Thanks to the de-duplication and compression, there’s not a great economic incentive to not keep old backups around. It likely won’t cost you that much extra. But I like to keep things clean and minimal. If I haven’t used an online backup in 4 weeks, I generally consider it stale and have no further use for it.
To manage my Tarsnap backups, I wrote a Python script called Tarsnapper. The primary intent was to create a script that would automatically delete old archives. It does this by accepting a maximum age from the user. Whenever Tarsnapper runs, it gets a list of all Tarsnap archives. The timestamp is parsed out from the list and any archive that has a timestamp greater than the maximum allowed age is deleted. This is seamless, and means I never need to manually intervene to clean my archives.
Tarsnapper also provides some help for creating Tarsnap archives. It allows the user to define any number of named archives and the directories that those archives should contain. On my laptop I have four different directories that I backup with Tarsnap, three of them in one archive and the last in another archive. Tarsnapper knows about this, so whenever I want to backup to Tarsnap I just call a single command.
Tarsnapper also can automatically add a suffix to the end of each archive name. This makes it easier to know which archive is which when you are looking at a list. By default, the suffix is the current date and time.

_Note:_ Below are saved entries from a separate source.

impl Taskpane {
    pub fn new(store: SnippetStore, document: Arc<dyn DocumentHost>, settings: &Settings) -> Self {
        Self {
            store,
            document,
            snippets: Vec::new(),
            form: SnippetForm::default(),
            search: String::new(),
            pending_delete: None,
            prompt: None,
            messages: StatusBoard::new(&settings.messages),
            delete_policy: settings.ui.delete_policy,
            form_toggle: settings.ui.form_toggle,
        }
    }

    /// Build the store and its backends from configuration.
    pub async fn from_settings(
        settings: &Settings,
        document: Arc<dyn DocumentHost>,
    ) -> Result<Self, AppError> {
        let redis_pool = if settings.storage.backend == "redis" {
            Some(Arc::new(RedisPool::new(settings.redis.clone())?))
        } else {
            None
        };

        let roaming = create_roaming_settings(&settings.storage, redis_pool).await?;
        let defaults = create_defaults_source(&settings.defaults);
        let store = SnippetStore::new(roaming, defaults, &settings.storage);

        tracing::info!(key = %store.key(), "Taskpane state initialized");
        Ok(Self::new(store, document, settings))
    }

    // ------------------------------------------------------------------
    // Loading
    // ------------------------------------------------------------------

    /// Load the collection and report what happened in the list area.
    pub async fn initialize(&mut self) -> LoadSource {
        let outcome = self.store.load().await;

        self.pending_delete = None;
        self.prompt = None;

        match outcome.persist_error {
            Some(e) => {
                // Nothing was saved, so nothing is cached
                self.snippets = Vec::new();
                self.report(StatusChannel::List, AppError::from(e));
            }
            None => {
                self.snippets = outcome.snippets;
                match outcome.source {
                    LoadSource::Stored => {}
                    LoadSource::Defaults => {
                        self.messages.post(StatusChannel::List, StatusKind::Success, "Loaded default snippets.");
                    }
                    LoadSource::RecoveredDefaults => {
                        self.messages.post(
                            StatusChannel::List,
                            StatusKind::Info,
                            "Error loading snippets from storage. Loading defaults.",
                        );
                    }
                    LoadSource::PreviousFailure => {
                        self.messages.post(
                            StatusChannel::List,
                            StatusKind::Error,
                            "Failed to load stored snippets previously. Manual reset might be needed.",
                        );
                    }
                }
            }
        }

        if let Some(e) = &outcome.defaults_error {
            tracing::warn!(error = %e, "Default snippets unavailable");
            self.messages.post(StatusChannel::List, StatusKind::Error, "Error loading default snippets.");
        }

        tracing::info!(source = %outcome.source, count = self.snippets.len(), "Snippets loaded");
        outcome.source
    }

    /// Load again, discarding the cached collection
    pub async fn reload(&mut self) -> LoadSource {
        self.initialize().await
    }

    /// Clear stored snippets and start over from the defaults.
    pub async fn reset_storage(&mut self) -> Result<LoadSource, AppError> {
        if let Err(e) = self.store.reset().await {
            return Err(self.report(StatusChannel::List, AppError::from(e)));
        }

        self.form.clear();
        self.form.hide();
        Ok(self.initialize().await)
    }

    // ------------------------------------------------------------------
    // Read-only state
    // ------------------------------------------------------------------

    pub fn snippets(&self) -> &[Snippet] {
        &self.snippets
    }

    pub fn form(&self) -> &SnippetForm {
        &self.form
    }

    /// Field values, for binding to the form inputs
    pub fn form_draft_mut(&mut self) -> &mut SnippetDraft {
        self.form.draft_mut()
    }

    pub fn prompt(&self) -> Option<&PlaceholderPrompt> {
        self.prompt.as_ref()
    }

    pub fn pending_delete(&self) -> Option<usize> {
        self.pending_delete
    }

    pub fn messages(&self) -> &StatusBoard {
        &self.messages
    }

    pub fn search(&self) -> &str {
        &self.search
    }

    /// Rows to show for the current search
    pub fn list_view(&self) -> ListView<'_> {
        list_view(&self.snippets, &self.search, self.pending_delete)
    }

    /// Snippets matching the search, with their collection index
    pub fn visible_snippets(&self) -> Vec<(usize, &Snippet)> {
        self.snippets
            .iter()
            .enumerate()
            .filter(|(_, s)| matches(s, &self.search))
            .collect()
    }

    /// Drop status messages whose time is up
    pub fn prune_messages(&mut self, now: DateTime<Utc>) -> usize {
        self.messages.prune(now)
    }

    // ------------------------------------------------------------------
    // Search
    // ------------------------------------------------------------------

    pub fn set_search(&mut self, term: impl Into<String>) {
        self.search = term.into();
    }

    pub fn clear_search(&mut self) {
        self.search.clear();
    }

    // ------------------------------------------------------------------
    // List commands
    // ------------------------------------------------------------------

    /// Run a list command through the handler table.
    ///
    /// Errors are also posted to the list message area.
    pub async fn dispatch(&mut self, command: ListCommand) -> Result<CommandOutcome, AppError> {
        let index = command.index();

        // A click anywhere else closes another row's delete confirmation
        if !command.is_confirmation() && self.pending_delete.is_some_and(|p| p != index) {
            self.pending_delete = None;
        }

        let handler = match handler_for(command.kind()) {
            Some(handler) => handler,
            None => {
                tracing::error!(command = ?command, "No handler registered for command");
                return Err(AppError::from(SnippetError::IndexOutOfRange(index)));
            }
        };

        tracing::debug!(command = ?command, "Dispatching list command");
        handler(self, index).await
    }

    fn snippet_at(&self, index: usize) -> Result<&Snippet, AppError> {
        self.snippets
            .get(index)
            .ok_or(AppError::Snippet(SnippetError::IndexOutOfRange(index)))
    }

    /// Look up a row, reporting a missing one to the list area
    fn require(&mut self, index: usize) -> Result<Snippet, AppError> {
        match self.snippet_at(index) {
            Ok(snippet) => Ok(snippet.clone()),
            Err(e) => {
                tracing::error!(index = index, "Could not find snippet data for index");
                Err(self.report(StatusChannel::List, e))
            }
        }
    }

    async fn insert_at(&mut self, index: usize) -> Result<CommandOutcome, AppError> {
        let snippet = self.require(index)?;
        self.pending_delete = None;

        let names = extract_placeholders(&snippet.text);
        if names.is_empty() {
            self.prompt = None;
            self.insert_into_document(&snippet.text).await?;
            return Ok(CommandOutcome::Inserted {
                command: snippet.command,
            });
        }

        self.prompt = Some(PlaceholderPrompt::new(index, &snippet, names.clone()));
        Ok(CommandOutcome::PromptOpened {
            command: snippet.command,
            names,
        })
    }

    fn edit_at(&mut self, index: usize) -> Result<CommandOutcome, AppError> {
        let snippet = self.require(index)?;

        self.form.begin_edit(&snippet);
        self.messages.dismiss(StatusChannel::Form);
        self.pending_delete = None;
        self.prompt = None;

        Ok(CommandOutcome::Editing {
            command: snippet.command,
        })
    }

    async fn request_delete(&mut self, index: usize) -> Result<CommandOutcome, AppError> {
        let snippet = self.require(index)?;

        match self.delete_policy {
            DeletePolicy::Inline => {
                self.pending_delete = Some(index);
                Ok(CommandOutcome::DeletePending {
                    question: format!("Delete '{}'?", snippet.command),
                    command: snippet.command,
                })
            }
            DeletePolicy::Immediate => self.delete_at(index).await,
        }
    }

    async fn delete_at(&mut self, index: usize) -> Result<CommandOutcome, AppError> {
        let snippet = self.require(index)?;
        tracing::info!(command = %snippet.command, "Confirmed delete");

        let updated = snippet::without_index(&self.snippets, index)?;
        self.commit(updated).await.map_err(|e| self.report(StatusChannel::List, e))?;

        self.messages.post(StatusChannel::List, StatusKind::Success, "Snippet deleted successfully!");

        if self.form.editing() == Some(snippet.command.as_str()) {
            self.form.clear();
            self.form.hide();
        }

        Ok(CommandOutcome::Deleted {
            command: snippet.command,
        })
    }

    fn cancel_delete(&mut self, index: usize) -> Result<CommandOutcome, AppError> {
        if self.pending_delete == Some(index) {
            self.pending_delete = None;
        }
        Ok(CommandOutcome::DeleteCancelled)
    }

    // ------------------------------------------------------------------
    // Placeholder prompt
    // ------------------------------------------------------------------

    /// Set a value in the open prompt; false if no prompt or no such field
    pub fn set_placeholder(&mut self, name: &str, value: impl Into<String>) -> bool {
        match self.prompt.as_mut() {
            Some(prompt) => prompt.set(name, value),
            None => false,
        }
    }

    /// Fill the prompted snippet and insert it. The prompt closes either way.
    pub async fn confirm_insert(&mut self) -> Result<CommandOutcome, AppError> {
        let prompt = match self.prompt.take() {
            Some(prompt) => prompt,
            None => return Err(AppError::NoPrompt),
        };

        // The collection may have changed while the prompt was open
        let found = self
            .snippets
            .get(prompt.index())
            .filter(|s| s.command == prompt.command())
            .cloned();
        let snippet = match found {
            Some(snippet) => snippet,
            None => {
                let err = AppError::from(SnippetError::IndexOutOfRange(prompt.index()));
                return Err(self.report(StatusChannel::List, err));
            }
        };

        let compiled = prompt.compile(&snippet.text);
        self.insert_into_document(&compiled).await?;

        Ok(CommandOutcome::Inserted {
            command: snippet.command,
        })
    }

    pub fn cancel_insert(&mut self) {
        self.prompt = None;
    }

    async fn insert_into_document(&mut self, text: &str) -> Result<(), AppError> {
        match insert_text(self.document.as_ref(), text).await {
            Ok(()) => {
                InsertMetrics::record_inserted();
                self.messages.post(StatusChannel::List, StatusKind::Success, "Snippet inserted!");
                Ok(())
            }
            Err(e) => {
                if matches!(e, DocumentError::MissingContext) {
                    InsertMetrics::record_no_context();
                } else {
                    InsertMetrics::record_failed();
                }
                Err(self.report(StatusChannel::List, AppError::from(e)))
            }
        }
    }

    // ------------------------------------------------------------------
    // Form
    // ------------------------------------------------------------------

    /// Open an empty form for a new snippet
    pub fn begin_create(&mut self) {
        self.form.clear();
        self.form.show();
    }

    /// Leave edit mode and collapse the form
    pub fn cancel_edit(&mut self) {
        self.form.clear();
        self.form.hide();
        self.messages.dismiss(StatusChannel::Form);
    }

    /// Show or hide the form; returns whether it is now visible
    pub fn toggle_form(&mut self) -> bool {
        self.form.toggle(self.form_toggle)
    }

    /// Insert a blank line into the form's text at `selection`
    pub fn form_insert_paragraph_break(&mut self, selection: Selection) -> Selection {
        insert_paragraph_break(&mut self.form.draft_mut().text, selection)
    }

    /// Insert `{}` into the form's text, cursor inside the braces
    pub fn form_insert_placeholder(&mut self, selection: Selection) -> Selection {
        insert_placeholder(&mut self.form.draft_mut().text, selection)
    }

    /// Validate and save the form contents.
    ///
    /// Adds a new snippet, or updates the one being edited. Validation and
    /// duplicate checks happen before anything is written.
    pub async fn submit(&mut self, draft: SnippetDraft) -> Result<SubmitOutcome, AppError> {
        let snippet = draft
            .into_snippet()
            .map_err(|e| self.report(StatusChannel::Form, AppError::from(e)))?;

        let original = self.form.editing().map(str::to_string);
        let edited = match &original {
            Some(original) => snippet::with_updated(&self.snippets, original, snippet.clone()),
            None => snippet::with_added(&self.snippets, snippet.clone()),
        };
        let updated = edited.map_err(|e| self.report(StatusChannel::Form, AppError::from(e)))?;

        self.commit(updated)
            .await
            .map_err(|e| self.report(StatusChannel::List, e))?;

        let outcome = match original {
            Some(from) => {
                self.messages.post(StatusChannel::Form, StatusKind::Success, "Snippet updated successfully!");
                SubmitOutcome::Updated {
                    from,
                    to: snippet.command,
                }
            }
            None => {
                self.messages.post(StatusChannel::Form, StatusKind::Success, "Snippet added successfully!");
                SubmitOutcome::Added {
                    command: snippet.command,
                }
            }
        };

        self.form.clear();
        self.form.hide();
        Ok(outcome)
    }

    /// Submit whatever is currently in the form fields
    pub async fn submit_form(&mut self) -> Result<SubmitOutcome, AppError> {
        let draft = self.form.draft().clone();
        self.submit(draft).await
    }

    // ------------------------------------------------------------------
    // Mutation funnel
    // ------------------------------------------------------------------

    /// Save `updated`, then make it the current collection.
    ///
    /// On failure the current collection is left as it was.
    async fn commit(&mut self, updated: Vec<Snippet>) -> Result<(), AppError> {
        self.store.save(&updated).await?;

        self.snippets = updated;
        self.pending_delete = None;
        self.prompt = None;
        Ok(())
    }

    /// Log an error, show it in `channel`, and hand it back
    fn report(&mut self, channel: StatusChannel, err: AppError) -> AppError {
        let message = err.user_message();
        err.log();
        self.messages.post(channel, StatusKind::Error, message);
        err
    }
}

Configuring Tarsnapper can be done either directly by changing the variables at the top of the script, or by creating a configuration file named tarsnapper.conf in your home directory. The config file on my laptop looks like this:
There is also support for command-line arguments to specify the location of the configuration file to use, to delete old archives and exit without creating new archives, and to execute only a single named-archive rather than all of those that you may have defined.
$ tarsnapper.py --help
usage: tarsnapper.py [-h][-c CONFIG][-a ARCHIVE][-r]
A Python script to manage Tarsnap archives.
optional arguments:
-h, --help show this help message and exit
-c CONFIG, --config CONFIG
Specify the configuration file to use.
-a ARCHIVE, --archive ARCHIVE
Specify a named archive to execute.
-r, --remove Remove archives old archives and exit.
It makes using a great service very simple. My backups can all be executed simply by a single call to Tarsnapper. Stale archives are deleted, saving me precious picodollars. I use this system on my laptop, as well as multiple servers. If you’re interested in it, Tarsnapper can be downloaded directly from GitHub. You can clone my entire backups repository if you’re also interested in the other scripts I’ve written to manage different aspects of backing up data.